## Your instructions
Among the entries below, tally the lines that include "enum", and give the number alone.
BEGIN
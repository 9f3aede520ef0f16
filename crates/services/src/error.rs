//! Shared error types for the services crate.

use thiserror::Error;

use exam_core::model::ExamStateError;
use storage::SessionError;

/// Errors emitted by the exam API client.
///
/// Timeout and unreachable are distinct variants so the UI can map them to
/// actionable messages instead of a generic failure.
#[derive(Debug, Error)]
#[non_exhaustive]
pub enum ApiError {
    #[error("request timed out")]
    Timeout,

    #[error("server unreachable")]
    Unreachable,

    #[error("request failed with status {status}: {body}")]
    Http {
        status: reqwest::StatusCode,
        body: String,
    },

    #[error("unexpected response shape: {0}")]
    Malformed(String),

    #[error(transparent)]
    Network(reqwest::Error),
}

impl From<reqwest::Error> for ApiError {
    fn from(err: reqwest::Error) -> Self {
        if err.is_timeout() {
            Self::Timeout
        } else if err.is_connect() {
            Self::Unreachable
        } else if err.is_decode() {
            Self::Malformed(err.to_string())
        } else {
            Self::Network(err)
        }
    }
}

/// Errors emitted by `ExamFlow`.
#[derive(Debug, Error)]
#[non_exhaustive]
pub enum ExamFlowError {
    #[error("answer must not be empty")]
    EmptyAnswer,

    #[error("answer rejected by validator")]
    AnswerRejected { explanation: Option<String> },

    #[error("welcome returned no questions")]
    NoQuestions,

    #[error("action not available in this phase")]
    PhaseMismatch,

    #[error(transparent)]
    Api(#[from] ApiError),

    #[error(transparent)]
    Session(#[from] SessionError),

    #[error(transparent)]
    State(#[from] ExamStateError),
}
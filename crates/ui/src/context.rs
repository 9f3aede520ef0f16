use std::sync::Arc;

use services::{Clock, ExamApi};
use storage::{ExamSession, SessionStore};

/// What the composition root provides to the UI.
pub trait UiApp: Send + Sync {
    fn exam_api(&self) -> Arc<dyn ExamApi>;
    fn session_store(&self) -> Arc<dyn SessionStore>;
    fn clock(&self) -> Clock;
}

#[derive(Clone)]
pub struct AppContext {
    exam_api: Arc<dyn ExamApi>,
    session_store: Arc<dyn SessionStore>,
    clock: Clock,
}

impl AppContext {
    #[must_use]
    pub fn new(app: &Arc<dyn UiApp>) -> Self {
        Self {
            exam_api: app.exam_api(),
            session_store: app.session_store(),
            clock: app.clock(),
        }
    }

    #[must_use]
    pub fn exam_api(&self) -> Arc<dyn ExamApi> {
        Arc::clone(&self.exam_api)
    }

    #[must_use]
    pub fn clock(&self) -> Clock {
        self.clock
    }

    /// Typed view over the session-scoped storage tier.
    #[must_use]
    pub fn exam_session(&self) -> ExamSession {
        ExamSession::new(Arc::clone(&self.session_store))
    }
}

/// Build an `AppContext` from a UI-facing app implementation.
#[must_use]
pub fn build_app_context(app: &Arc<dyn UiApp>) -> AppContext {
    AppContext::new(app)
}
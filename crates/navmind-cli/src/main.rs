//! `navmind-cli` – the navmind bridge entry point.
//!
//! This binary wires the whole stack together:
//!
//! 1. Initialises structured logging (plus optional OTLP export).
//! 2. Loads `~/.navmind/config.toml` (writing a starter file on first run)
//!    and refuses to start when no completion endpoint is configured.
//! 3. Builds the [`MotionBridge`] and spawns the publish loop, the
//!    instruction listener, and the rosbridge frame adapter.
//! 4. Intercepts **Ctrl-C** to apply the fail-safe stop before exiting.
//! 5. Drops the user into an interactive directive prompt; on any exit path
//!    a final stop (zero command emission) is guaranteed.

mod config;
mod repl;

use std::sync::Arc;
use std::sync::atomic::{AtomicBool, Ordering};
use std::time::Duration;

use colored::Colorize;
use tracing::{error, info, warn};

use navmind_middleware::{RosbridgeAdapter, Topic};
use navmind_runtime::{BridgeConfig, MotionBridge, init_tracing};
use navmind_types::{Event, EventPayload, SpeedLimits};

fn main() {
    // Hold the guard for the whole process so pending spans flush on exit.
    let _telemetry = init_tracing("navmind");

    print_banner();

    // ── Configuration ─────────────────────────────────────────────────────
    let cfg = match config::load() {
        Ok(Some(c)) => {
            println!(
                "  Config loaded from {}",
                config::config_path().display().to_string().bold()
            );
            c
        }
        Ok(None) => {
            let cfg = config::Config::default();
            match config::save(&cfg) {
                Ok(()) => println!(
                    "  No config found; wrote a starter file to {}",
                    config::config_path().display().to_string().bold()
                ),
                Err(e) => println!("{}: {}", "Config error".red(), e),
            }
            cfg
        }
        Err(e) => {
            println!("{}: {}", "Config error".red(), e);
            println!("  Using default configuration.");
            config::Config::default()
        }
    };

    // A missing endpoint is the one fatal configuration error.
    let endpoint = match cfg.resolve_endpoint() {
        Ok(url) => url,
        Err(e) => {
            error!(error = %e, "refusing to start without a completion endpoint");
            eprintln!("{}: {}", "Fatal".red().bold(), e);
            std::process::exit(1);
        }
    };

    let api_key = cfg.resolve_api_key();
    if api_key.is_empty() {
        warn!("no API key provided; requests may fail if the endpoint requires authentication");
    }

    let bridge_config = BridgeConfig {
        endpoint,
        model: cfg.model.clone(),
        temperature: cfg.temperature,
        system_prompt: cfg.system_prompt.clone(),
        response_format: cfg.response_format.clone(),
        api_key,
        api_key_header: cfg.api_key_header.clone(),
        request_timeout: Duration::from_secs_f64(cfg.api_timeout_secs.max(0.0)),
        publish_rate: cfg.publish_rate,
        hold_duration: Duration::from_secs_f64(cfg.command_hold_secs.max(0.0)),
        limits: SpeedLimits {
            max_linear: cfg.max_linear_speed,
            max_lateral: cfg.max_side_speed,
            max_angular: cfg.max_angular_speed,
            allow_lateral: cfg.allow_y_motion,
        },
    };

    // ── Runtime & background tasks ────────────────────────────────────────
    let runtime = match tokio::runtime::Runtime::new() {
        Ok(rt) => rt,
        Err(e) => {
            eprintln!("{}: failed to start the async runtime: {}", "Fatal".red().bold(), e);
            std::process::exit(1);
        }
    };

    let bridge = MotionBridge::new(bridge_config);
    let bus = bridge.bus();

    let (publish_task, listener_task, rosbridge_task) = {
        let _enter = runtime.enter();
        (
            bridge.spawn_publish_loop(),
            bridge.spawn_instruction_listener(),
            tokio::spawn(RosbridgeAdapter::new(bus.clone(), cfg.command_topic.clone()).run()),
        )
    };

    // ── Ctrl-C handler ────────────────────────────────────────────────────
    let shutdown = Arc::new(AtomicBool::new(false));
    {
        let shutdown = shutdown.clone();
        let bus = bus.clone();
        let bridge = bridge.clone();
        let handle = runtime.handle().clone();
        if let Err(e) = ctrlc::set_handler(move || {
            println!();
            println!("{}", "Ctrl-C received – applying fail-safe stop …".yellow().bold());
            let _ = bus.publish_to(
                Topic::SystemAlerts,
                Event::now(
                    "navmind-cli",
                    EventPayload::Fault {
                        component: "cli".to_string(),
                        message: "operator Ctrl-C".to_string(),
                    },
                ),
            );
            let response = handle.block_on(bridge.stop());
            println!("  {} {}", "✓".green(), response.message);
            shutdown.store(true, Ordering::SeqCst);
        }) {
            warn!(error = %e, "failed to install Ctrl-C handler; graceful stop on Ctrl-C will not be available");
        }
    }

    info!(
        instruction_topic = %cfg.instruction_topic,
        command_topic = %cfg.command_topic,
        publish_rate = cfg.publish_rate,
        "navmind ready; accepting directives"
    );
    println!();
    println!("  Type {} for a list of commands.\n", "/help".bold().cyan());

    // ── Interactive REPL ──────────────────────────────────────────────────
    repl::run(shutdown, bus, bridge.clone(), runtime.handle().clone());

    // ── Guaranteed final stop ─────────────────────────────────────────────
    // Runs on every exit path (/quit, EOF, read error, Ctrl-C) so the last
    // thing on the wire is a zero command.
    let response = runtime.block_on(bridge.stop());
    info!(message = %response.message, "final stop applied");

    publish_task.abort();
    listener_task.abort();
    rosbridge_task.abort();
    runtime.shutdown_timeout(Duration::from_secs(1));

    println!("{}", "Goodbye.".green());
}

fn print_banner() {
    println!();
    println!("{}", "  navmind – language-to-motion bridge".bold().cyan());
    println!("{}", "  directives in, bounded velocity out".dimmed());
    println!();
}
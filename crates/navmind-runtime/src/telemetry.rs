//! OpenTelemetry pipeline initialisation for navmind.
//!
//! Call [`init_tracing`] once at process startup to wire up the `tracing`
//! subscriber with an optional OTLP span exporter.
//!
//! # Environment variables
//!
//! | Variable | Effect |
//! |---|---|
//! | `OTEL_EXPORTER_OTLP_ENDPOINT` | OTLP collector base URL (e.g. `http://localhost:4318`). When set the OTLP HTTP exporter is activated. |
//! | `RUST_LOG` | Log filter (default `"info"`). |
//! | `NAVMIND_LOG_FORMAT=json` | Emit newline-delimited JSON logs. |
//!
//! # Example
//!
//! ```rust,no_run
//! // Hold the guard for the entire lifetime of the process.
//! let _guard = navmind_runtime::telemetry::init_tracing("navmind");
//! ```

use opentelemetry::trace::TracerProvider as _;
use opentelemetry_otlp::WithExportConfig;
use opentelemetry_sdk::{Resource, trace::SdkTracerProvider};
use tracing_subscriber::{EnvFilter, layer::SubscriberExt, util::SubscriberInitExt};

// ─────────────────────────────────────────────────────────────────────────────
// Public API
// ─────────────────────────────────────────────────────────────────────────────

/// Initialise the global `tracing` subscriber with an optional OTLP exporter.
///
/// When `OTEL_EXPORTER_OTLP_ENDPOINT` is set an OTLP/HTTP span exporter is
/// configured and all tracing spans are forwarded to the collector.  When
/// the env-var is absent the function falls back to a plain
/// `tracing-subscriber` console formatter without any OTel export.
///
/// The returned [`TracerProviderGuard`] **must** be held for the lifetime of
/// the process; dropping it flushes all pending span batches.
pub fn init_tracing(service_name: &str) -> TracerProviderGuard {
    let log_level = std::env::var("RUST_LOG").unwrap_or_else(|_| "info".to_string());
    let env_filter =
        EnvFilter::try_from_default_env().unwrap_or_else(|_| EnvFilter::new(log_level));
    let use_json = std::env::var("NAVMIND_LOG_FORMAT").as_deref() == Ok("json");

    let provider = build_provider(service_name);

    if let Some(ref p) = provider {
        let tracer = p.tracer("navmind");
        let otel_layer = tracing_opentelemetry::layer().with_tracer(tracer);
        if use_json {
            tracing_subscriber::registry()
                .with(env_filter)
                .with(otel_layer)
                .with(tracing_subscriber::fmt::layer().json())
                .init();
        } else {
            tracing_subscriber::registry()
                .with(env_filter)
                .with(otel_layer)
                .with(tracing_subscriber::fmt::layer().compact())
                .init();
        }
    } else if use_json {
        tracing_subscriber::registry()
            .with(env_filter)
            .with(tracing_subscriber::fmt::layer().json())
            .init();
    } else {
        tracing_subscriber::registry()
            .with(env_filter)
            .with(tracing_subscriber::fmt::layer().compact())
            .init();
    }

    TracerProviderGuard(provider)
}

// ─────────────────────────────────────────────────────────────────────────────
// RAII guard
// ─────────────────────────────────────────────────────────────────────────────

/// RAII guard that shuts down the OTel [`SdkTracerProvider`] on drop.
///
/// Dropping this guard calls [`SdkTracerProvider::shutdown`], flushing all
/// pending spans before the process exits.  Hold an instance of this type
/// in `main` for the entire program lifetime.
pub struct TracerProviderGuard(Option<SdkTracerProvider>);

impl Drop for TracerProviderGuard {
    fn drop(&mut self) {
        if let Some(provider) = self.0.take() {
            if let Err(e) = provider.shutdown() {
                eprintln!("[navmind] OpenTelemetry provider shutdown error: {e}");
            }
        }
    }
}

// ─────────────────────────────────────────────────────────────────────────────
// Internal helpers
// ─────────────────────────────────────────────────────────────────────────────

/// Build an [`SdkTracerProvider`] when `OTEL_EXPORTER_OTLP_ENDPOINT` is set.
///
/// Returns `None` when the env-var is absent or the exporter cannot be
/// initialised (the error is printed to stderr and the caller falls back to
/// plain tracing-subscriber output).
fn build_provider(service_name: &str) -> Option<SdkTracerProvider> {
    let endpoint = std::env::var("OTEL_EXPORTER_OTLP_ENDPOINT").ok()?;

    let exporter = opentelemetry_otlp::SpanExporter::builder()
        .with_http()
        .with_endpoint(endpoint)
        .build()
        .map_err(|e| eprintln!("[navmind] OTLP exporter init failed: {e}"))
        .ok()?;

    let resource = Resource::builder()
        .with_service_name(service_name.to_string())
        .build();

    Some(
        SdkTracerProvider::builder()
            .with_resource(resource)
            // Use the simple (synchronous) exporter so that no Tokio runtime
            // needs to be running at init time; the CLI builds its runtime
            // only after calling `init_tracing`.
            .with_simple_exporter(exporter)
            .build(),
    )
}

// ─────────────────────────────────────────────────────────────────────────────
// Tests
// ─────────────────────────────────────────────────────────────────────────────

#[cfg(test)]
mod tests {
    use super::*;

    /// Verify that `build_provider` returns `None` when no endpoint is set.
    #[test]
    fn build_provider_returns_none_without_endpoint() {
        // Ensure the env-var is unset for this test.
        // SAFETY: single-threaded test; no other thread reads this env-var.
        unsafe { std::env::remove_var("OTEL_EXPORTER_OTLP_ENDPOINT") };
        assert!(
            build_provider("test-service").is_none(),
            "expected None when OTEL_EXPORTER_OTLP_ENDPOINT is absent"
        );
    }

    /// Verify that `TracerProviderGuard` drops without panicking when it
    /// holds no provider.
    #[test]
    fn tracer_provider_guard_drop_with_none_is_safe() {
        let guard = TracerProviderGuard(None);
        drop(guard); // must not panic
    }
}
END
## Answer to this exercise
2